Exercise instructions: If a line in the entries contains the word "PathBuf", list it.

The data:
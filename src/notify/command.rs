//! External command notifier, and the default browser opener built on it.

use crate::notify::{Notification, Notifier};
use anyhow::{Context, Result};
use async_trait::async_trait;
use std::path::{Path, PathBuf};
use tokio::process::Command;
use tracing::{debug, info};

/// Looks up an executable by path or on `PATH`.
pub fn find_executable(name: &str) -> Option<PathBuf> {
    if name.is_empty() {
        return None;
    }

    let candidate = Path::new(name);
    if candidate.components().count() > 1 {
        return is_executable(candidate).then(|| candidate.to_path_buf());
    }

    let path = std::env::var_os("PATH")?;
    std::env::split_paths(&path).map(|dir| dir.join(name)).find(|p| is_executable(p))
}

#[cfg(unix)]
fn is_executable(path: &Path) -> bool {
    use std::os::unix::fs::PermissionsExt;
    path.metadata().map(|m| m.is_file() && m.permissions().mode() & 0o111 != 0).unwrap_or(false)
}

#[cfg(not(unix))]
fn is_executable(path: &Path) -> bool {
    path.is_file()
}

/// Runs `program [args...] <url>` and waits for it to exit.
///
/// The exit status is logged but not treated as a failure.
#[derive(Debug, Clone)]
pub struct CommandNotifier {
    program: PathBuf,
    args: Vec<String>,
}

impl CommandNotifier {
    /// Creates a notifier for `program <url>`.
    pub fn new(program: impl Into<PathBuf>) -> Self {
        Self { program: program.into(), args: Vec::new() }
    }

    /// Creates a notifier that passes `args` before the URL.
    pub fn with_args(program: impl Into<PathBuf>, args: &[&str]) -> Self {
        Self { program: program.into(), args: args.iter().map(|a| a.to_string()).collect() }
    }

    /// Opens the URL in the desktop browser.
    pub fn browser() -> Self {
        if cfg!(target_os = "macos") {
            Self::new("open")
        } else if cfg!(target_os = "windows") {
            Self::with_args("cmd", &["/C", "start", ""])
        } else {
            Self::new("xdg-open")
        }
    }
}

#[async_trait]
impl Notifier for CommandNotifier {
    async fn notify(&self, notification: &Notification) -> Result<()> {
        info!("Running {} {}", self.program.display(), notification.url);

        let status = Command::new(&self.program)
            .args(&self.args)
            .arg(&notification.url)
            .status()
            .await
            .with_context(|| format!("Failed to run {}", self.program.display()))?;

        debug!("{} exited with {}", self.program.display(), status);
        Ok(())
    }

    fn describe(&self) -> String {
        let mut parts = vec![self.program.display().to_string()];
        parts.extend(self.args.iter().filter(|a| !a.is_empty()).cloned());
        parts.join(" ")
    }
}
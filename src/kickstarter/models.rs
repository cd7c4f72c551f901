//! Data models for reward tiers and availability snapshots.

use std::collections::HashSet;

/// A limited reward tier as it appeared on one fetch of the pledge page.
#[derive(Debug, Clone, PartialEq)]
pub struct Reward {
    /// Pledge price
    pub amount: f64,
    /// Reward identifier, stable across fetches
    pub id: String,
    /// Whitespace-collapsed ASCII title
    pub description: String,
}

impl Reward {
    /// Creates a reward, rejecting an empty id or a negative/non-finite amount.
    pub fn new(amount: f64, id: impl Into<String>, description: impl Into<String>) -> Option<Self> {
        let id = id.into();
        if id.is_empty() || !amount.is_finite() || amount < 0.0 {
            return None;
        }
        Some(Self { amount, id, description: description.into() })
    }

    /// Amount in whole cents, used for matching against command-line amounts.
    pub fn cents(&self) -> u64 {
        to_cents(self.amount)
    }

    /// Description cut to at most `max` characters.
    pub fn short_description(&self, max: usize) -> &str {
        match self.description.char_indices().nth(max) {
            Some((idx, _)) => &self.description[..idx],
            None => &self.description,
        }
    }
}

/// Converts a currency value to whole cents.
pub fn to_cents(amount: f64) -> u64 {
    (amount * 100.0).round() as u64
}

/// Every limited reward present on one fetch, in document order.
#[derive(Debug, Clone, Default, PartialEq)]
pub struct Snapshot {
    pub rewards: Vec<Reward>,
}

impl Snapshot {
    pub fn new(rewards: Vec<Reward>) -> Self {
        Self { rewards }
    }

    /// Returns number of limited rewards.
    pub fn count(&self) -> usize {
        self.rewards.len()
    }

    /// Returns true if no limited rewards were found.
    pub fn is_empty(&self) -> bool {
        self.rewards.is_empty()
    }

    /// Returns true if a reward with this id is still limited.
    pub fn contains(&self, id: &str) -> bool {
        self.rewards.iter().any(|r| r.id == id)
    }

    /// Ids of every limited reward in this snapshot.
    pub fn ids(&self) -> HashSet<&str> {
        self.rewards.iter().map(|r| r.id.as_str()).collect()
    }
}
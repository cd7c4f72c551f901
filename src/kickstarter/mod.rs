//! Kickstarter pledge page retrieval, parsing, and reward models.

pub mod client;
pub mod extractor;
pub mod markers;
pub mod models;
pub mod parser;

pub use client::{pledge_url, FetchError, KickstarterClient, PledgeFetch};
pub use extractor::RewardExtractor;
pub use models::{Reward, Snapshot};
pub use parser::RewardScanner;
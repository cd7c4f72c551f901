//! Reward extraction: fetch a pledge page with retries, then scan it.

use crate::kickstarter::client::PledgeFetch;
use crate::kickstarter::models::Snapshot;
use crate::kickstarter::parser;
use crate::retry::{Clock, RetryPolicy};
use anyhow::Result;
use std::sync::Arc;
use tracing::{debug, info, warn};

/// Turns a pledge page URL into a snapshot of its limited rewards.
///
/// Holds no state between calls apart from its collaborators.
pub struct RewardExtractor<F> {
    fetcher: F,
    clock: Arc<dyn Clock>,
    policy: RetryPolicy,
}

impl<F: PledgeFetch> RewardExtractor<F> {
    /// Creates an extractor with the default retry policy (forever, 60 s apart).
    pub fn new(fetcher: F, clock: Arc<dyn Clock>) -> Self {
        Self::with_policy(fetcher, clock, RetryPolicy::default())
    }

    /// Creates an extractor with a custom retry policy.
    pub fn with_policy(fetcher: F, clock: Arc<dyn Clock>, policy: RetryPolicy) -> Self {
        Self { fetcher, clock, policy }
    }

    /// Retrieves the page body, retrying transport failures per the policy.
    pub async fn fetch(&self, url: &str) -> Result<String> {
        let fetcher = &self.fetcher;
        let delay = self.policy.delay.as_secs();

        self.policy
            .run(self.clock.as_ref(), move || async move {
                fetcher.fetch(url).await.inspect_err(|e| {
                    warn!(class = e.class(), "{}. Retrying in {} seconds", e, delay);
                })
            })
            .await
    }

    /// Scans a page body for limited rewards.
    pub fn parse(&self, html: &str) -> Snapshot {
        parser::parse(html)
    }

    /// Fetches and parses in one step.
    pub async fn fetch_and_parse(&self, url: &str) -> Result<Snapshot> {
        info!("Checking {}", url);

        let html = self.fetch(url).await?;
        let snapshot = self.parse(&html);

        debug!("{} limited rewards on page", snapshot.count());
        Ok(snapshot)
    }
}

Answer box:
use std::path::{Path, PathBuf};
pub fn find_executable(name: &str) -> Option<PathBuf> {
    program: PathBuf,
    pub fn new(program: impl Into<PathBuf>) -> Self {
    pub fn with_args(program: impl Into<PathBuf>, args: &[&str]) -> Self {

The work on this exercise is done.